TASK INSTRUCTIONS: Of the material below, the lines to be retyped are those from the line containing "of a distributed run." through the line containing "pub fn dim(&self)", inclusive; reproduce them exactly.

RECORD EXTRACTS:
--------------------------------------------------
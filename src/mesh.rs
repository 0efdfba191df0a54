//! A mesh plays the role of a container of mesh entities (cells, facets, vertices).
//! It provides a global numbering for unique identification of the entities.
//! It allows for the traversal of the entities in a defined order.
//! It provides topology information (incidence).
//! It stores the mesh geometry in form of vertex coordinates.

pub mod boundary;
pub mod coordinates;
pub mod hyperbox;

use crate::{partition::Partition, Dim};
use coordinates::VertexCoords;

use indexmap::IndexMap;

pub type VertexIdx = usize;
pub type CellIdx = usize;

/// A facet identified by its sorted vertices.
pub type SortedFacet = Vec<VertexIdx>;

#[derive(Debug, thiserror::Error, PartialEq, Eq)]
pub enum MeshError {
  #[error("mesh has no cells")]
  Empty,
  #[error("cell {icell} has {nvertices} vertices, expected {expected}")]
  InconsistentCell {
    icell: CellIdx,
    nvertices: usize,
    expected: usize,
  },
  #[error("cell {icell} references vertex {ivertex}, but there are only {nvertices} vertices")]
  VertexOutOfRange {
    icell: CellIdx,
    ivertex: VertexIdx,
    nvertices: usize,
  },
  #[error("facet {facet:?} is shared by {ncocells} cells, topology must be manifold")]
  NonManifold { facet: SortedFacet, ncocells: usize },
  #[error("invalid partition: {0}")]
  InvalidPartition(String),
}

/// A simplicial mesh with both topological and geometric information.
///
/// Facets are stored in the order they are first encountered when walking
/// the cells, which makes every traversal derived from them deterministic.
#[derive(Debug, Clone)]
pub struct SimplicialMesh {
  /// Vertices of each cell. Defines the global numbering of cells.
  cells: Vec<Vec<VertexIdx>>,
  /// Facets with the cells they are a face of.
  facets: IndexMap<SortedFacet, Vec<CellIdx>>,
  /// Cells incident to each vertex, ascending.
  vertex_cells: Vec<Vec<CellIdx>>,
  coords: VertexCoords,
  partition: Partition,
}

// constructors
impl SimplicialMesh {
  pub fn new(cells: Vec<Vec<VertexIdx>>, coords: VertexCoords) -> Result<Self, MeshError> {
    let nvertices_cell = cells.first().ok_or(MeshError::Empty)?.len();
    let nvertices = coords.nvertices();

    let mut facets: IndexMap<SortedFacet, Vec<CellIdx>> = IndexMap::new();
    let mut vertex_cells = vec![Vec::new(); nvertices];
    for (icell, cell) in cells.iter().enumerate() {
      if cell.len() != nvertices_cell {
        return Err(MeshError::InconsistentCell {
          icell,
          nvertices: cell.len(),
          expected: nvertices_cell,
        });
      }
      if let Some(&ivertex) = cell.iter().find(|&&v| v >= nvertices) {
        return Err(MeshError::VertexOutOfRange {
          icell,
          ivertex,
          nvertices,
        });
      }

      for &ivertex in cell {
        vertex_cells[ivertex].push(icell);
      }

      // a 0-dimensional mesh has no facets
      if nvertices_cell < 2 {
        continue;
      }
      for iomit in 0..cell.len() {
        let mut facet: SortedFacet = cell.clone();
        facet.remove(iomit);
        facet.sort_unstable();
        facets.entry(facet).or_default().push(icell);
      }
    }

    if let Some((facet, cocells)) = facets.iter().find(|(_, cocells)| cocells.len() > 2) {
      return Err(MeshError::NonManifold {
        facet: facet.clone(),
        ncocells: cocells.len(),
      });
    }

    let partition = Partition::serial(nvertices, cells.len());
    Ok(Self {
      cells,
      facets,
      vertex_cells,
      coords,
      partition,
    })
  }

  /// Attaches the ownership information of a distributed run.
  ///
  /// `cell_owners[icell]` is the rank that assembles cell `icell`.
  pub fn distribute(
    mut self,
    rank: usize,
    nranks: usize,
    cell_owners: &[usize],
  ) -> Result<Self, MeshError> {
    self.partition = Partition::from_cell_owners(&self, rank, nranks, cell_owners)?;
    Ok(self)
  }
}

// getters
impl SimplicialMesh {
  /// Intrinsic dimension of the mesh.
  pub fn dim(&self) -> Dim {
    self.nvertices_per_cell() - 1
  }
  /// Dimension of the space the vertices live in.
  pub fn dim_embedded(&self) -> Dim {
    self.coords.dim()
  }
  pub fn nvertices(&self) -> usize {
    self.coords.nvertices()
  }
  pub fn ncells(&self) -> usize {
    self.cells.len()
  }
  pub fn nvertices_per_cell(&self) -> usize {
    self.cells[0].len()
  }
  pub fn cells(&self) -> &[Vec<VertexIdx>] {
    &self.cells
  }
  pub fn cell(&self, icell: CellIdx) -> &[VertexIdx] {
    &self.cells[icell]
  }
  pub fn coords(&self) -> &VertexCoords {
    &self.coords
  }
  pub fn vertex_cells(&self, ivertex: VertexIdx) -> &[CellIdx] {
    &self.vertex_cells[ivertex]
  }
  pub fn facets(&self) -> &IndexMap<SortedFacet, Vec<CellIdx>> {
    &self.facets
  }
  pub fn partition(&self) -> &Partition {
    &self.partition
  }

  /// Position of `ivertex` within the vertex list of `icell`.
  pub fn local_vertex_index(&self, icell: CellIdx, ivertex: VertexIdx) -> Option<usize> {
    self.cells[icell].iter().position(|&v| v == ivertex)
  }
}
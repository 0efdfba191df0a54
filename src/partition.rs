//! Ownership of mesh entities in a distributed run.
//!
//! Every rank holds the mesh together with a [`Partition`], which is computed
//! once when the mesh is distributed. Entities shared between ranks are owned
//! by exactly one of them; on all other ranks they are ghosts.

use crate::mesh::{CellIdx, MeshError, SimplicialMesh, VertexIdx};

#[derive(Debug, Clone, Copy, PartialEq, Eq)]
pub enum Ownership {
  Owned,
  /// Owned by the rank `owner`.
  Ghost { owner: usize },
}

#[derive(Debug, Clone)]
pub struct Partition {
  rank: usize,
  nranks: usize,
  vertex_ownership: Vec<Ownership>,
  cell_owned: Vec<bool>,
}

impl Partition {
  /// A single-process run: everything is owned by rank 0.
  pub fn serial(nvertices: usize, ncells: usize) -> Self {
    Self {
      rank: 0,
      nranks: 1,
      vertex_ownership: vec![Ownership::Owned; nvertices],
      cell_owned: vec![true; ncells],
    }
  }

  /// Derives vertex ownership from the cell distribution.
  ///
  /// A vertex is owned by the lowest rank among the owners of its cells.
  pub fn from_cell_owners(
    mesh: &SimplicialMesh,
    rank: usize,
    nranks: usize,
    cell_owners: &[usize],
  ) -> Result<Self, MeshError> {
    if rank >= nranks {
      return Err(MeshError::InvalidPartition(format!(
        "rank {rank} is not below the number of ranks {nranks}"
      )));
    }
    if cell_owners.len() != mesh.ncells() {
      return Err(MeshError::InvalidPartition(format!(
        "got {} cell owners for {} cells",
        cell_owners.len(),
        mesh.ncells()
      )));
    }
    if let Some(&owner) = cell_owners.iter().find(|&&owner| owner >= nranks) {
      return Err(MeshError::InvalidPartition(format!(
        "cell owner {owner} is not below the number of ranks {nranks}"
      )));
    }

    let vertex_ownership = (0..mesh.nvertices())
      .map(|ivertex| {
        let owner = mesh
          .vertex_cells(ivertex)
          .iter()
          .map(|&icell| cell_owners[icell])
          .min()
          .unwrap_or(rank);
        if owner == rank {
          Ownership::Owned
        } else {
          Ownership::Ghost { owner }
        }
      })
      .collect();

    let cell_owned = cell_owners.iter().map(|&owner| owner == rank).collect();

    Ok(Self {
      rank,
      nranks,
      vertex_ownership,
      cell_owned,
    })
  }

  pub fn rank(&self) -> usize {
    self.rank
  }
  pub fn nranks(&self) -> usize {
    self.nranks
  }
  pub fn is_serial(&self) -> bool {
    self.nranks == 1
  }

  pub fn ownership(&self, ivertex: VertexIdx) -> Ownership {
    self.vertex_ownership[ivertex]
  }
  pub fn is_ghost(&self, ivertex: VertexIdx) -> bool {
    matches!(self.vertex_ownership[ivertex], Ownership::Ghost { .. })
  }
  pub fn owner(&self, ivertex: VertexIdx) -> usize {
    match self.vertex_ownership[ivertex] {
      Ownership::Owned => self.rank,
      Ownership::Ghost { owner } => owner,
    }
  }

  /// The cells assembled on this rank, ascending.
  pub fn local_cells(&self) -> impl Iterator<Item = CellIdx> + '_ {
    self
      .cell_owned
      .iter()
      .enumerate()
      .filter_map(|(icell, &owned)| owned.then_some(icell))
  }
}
--------------------------------------------------
EXERCISE RESPONSE:
  /// Attaches the ownership information of a distributed run.
  ///
  /// `cell_owners[icell]` is the rank that assembles cell `icell`.
  pub fn distribute(
    mut self,
    rank: usize,
    nranks: usize,
    cell_owners: &[usize],
  ) -> Result<Self, MeshError> {
    self.partition = Partition::from_cell_owners(&self, rank, nranks, cell_owners)?;
    Ok(self)
  }
}

// getters
impl SimplicialMesh {
  /// Intrinsic dimension of the mesh.
  pub fn dim(&self) -> Dim {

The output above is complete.